I just have to add this little bit. I just read an article from MSN on the top 10 reasons young men (ages 25-33) don't want to commit. Lo and behold, they're quite predictable. For instance, Reason #1: Men can get sex without marriage. Surprise, surprise! The old "Why buy the cow when you get the milk for free" is crass and cold ... but apparently true. And the corollary, Reason #2, is just as obvious. Men can enjoy the benefits of having a wife by cohabiting rather than marrying. So ... why marry? Equally obvious is Reason #8: Men face few social pressures to marry. Given #1 and #2, now add to the decline of the understanding of marriage and the fall of morality, and there is very little today in the realm of social pressure to marry.
It's not a stunning study. There are no stark revelations. The primary reason (in terms of overall motivation) that young men do not want to get married is that they are self-centered. They want to guard their finances, wait to have children, avoid compromise and change, and enjoy the single life as long as possible. In other words, we've made God's perception that marriage is right and beautiful and the best into a "later possibility" before everything I want to get for myself. There is no downside to not marrying, like celibacy, lack of companionship, or social pressure. So why do it? Indulge your self-centeredness!
(Now, ladies, before you jump on this bandwagon, I think you'd have to admit that a large portion of women today are equally motivated by self-centeredness, so let's not jump on this "Men are pigs!" mindset, okay?)
2 comments:
Egocentric. Worldly. Sad.
I think there is a fear of fickle-ness, too. "I want to be happy!" is the cry, but most don't want to expend the energy toward that goal. They want to depend upon some person for their happiness. That kind never lasts because a human will fail every time. We just do not have perfection perfected :)
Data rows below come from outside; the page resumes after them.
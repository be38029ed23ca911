//! Session layer for Solit.
//!
//! Glues the board and the move engine to a front end:
//! - Two-click selection (select a peg, then click where it should land)
//! - Kill counter and remaining-peg count
//! - A serializable snapshot of everything there is to draw

mod config;
mod game;
mod snapshot;

pub use config::SessionConfig;
pub use game::{ClickOutcome, Session};
pub use snapshot::{SlotKind, SlotView, Snapshot};
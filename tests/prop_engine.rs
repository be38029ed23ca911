//! Property-based tests for the move engine and session.
//!
//! Random click streams drive the session the way a player would, and the
//! board is checked for consistency after every click.
//! Run with: cargo test --release prop_engine

#![allow(missing_docs)]
#![allow(clippy::unwrap_used)]

use proptest::prelude::*;

use solit::board::{INVALID_SLOT_COUNT, SLOT_COUNT, STARTING_PEGS, check_invariants};
use solit::{ClickOutcome, Session, SlotIndex, SlotState, XorShift64, check_move, try_move};

/// A click on a slot index, or beside the board.
fn click() -> impl Strategy<Value = Option<usize>> {
    prop_oneof![
        1 => Just(None),
        9 => (0..SLOT_COUNT).prop_map(Some),
    ]
}

proptest! {
    #![proptest_config(ProptestConfig::with_cases(2000))]

    /// Any click stream keeps the board consistent and the counters in step.
    #[test]
    fn prop_clicks_keep_invariants(
        seed in any::<u64>(),
        clicks in prop::collection::vec(click(), 0..200)
    ) {
        let mut session = Session::new(XorShift64::new(seed));

        for click in clicks {
            let slot = click.and_then(SlotIndex::new);
            session.select_or_move(slot);

            prop_assert!(check_invariants(session.board()).is_empty());
            prop_assert_eq!(session.board().invalid_count(), INVALID_SLOT_COUNT);
            prop_assert_eq!(
                session.kill_count() + session.board().occupied_count(),
                STARTING_PEGS
            );
            prop_assert_eq!(session.remaining(), session.board().occupied_count());
        }
    }

    /// A jump removes exactly one peg and moves the jumper's color.
    #[test]
    fn prop_successful_move_removes_one_peg(
        seed in any::<u64>(),
        source in 0..SLOT_COUNT,
        destination in 0..SLOT_COUNT
    ) {
        let session = Session::new(XorShift64::new(seed));
        let mut board = session.board().clone();
        let source = SlotIndex::new(source).unwrap();
        let destination = SlotIndex::new(destination).unwrap();
        let before = board.occupied_count();
        let color = board.slot(source).state().color();

        if try_move(&mut board, source, destination) {
            prop_assert_eq!(board.occupied_count(), before - 1);
            prop_assert_eq!(board.invalid_count(), INVALID_SLOT_COUNT);
            prop_assert_eq!(board.slot(source).state(), SlotState::Empty);
            prop_assert_eq!(board.slot(destination).state().color(), color);
        }
    }

    /// A rejected move leaves every slot exactly as it was.
    #[test]
    fn prop_rejected_move_changes_nothing(
        seed in any::<u64>(),
        warmup in prop::collection::vec(click(), 0..60),
        source in 0..SLOT_COUNT,
        destination in 0..SLOT_COUNT
    ) {
        let mut session = Session::new(XorShift64::new(seed));
        for click in warmup {
            session.select_or_move(click.and_then(SlotIndex::new));
        }

        let mut board = session.board().clone();
        let source = SlotIndex::new(source).unwrap();
        let destination = SlotIndex::new(destination).unwrap();
        let legal = check_move(&board, source, destination).is_ok();

        prop_assert_eq!(try_move(&mut board, source, destination), legal);
        if !legal {
            prop_assert_eq!(board.states(), session.board().states());
        }
    }

    /// Rejected clicks never move the kill count, and always drop the selection.
    #[test]
    fn prop_rejection_clears_selection(
        seed in any::<u64>(),
        clicks in prop::collection::vec(click(), 0..100)
    ) {
        let mut session = Session::new(XorShift64::new(seed));

        for click in clicks {
            let kills = session.kill_count();
            match session.select_or_move(click.and_then(SlotIndex::new)) {
                ClickOutcome::Rejected { .. } => {
                    prop_assert_eq!(session.kill_count(), kills);
                    prop_assert_eq!(session.selected(), None);
                }
                ClickOutcome::Moved(_) => {
                    prop_assert_eq!(session.kill_count(), kills + 1);
                    prop_assert_eq!(session.selected(), None);
                }
                ClickOutcome::Selected(slot) => {
                    prop_assert_eq!(session.selected(), Some(slot));
                }
                ClickOutcome::Ignored => {}
            }
        }
    }

    /// Reset always returns to a full board, whatever came before.
    #[test]
    fn prop_reset_restores_full_board(
        seed in any::<u64>(),
        clicks in prop::collection::vec(click(), 0..100)
    ) {
        let mut session = Session::new(XorShift64::new(seed));
        for click in clicks {
            session.select_or_move(click.and_then(SlotIndex::new));
        }

        session.reset();

        prop_assert_eq!(session.kill_count(), 0);
        prop_assert_eq!(session.selected(), None);
        prop_assert_eq!(session.remaining(), STARTING_PEGS);
        prop_assert_eq!(session.board().occupied_count(), STARTING_PEGS);
        prop_assert_eq!(session.board().empty_count(), 1);
        prop_assert_eq!(session.board().slot(SlotIndex::CENTER).state(), SlotState::Empty);
    }
}
//! CLI command implementations for Solit.

pub(crate) mod play;
pub(crate) mod run;

mod output;

use clap::ValueEnum;
use solit::Coord;
use std::error::Error;
use std::fmt;

/// Output format for the `run` command.
#[derive(Debug, Clone, Copy, PartialEq, Eq, ValueEnum)]
pub(crate) enum OutputFormat {
    /// Human-readable text output.
    Text,
    /// Machine-readable JSON output.
    Json,
}

/// One scripted click: a grid position, or a miss.
///
/// Positions off the grid or on a corner block are kept and resolve to no
/// slot, like a click beside the board.
#[derive(Debug, Clone, Copy, PartialEq, Eq)]
pub(crate) struct Click(pub(crate) Option<Coord>);

/// Parse a click argument: `row,col`, or `-` for a miss.
///
/// # Errors
///
/// Returns an error if the argument is neither form.
pub(crate) fn parse_click(arg: &str) -> Result<Click, CliError> {
    let arg = arg.trim();
    if arg == "-" {
        return Ok(Click(None));
    }

    let (row, col) = arg
        .split_once(',')
        .ok_or_else(|| CliError::new(format!("expected row,col or -, got '{arg}'")))?;
    let parse = |part: &str| {
        part.trim()
            .parse::<usize>()
            .map_err(|e| CliError::new(format!("bad coordinate '{part}' in '{arg}': {e}")))
    };

    Ok(Click(Some(Coord::new(parse(row)?, parse(col)?))))
}

/// CLI error type.
#[derive(Debug)]
pub(crate) struct CliError {
    message: String,
}

impl CliError {
    /// Create a new CLI error.
    pub(crate) fn new(message: impl Into<String>) -> Self {
        Self {
            message: message.into(),
        }
    }
}

impl fmt::Display for CliError {
    fn fmt(&self, f: &mut fmt::Formatter<'_>) -> fmt::Result {
        write!(f, "{}", self.message)
    }
}

impl Error for CliError {}

impl From<std::io::Error> for CliError {
    fn from(e: std::io::Error) -> Self {
        Self::new(e.to_string())
    }
}

impl From<serde_json::Error> for CliError {
    fn from(e: serde_json::Error) -> Self {
        Self::new(format!("JSON output failed: {e}"))
    }
}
Sadly, you are describing me until age 26. I had no intention of marrying until I met my wife to be, and I was busy living in sin, just as you describe, while attending church every week. Of course, back then, I thought being a Christian meant... going to church every week!
I'm so glad my girls go to a Christian school. While I understand that they will eventually make their own choices - and they might choose wrongly. I know that they have been grounded in the Bible and have a much better foundation to make Biblical choices than I did as a teen and beyond.
To me, this just speaks further to our complete inablity to choose God (and make Godly choices without being in Christ). Something must change within us, like it did with me when I met my wife. And she was no more a Christian than me - just a "churchgoer." That change had to have been initiated by God!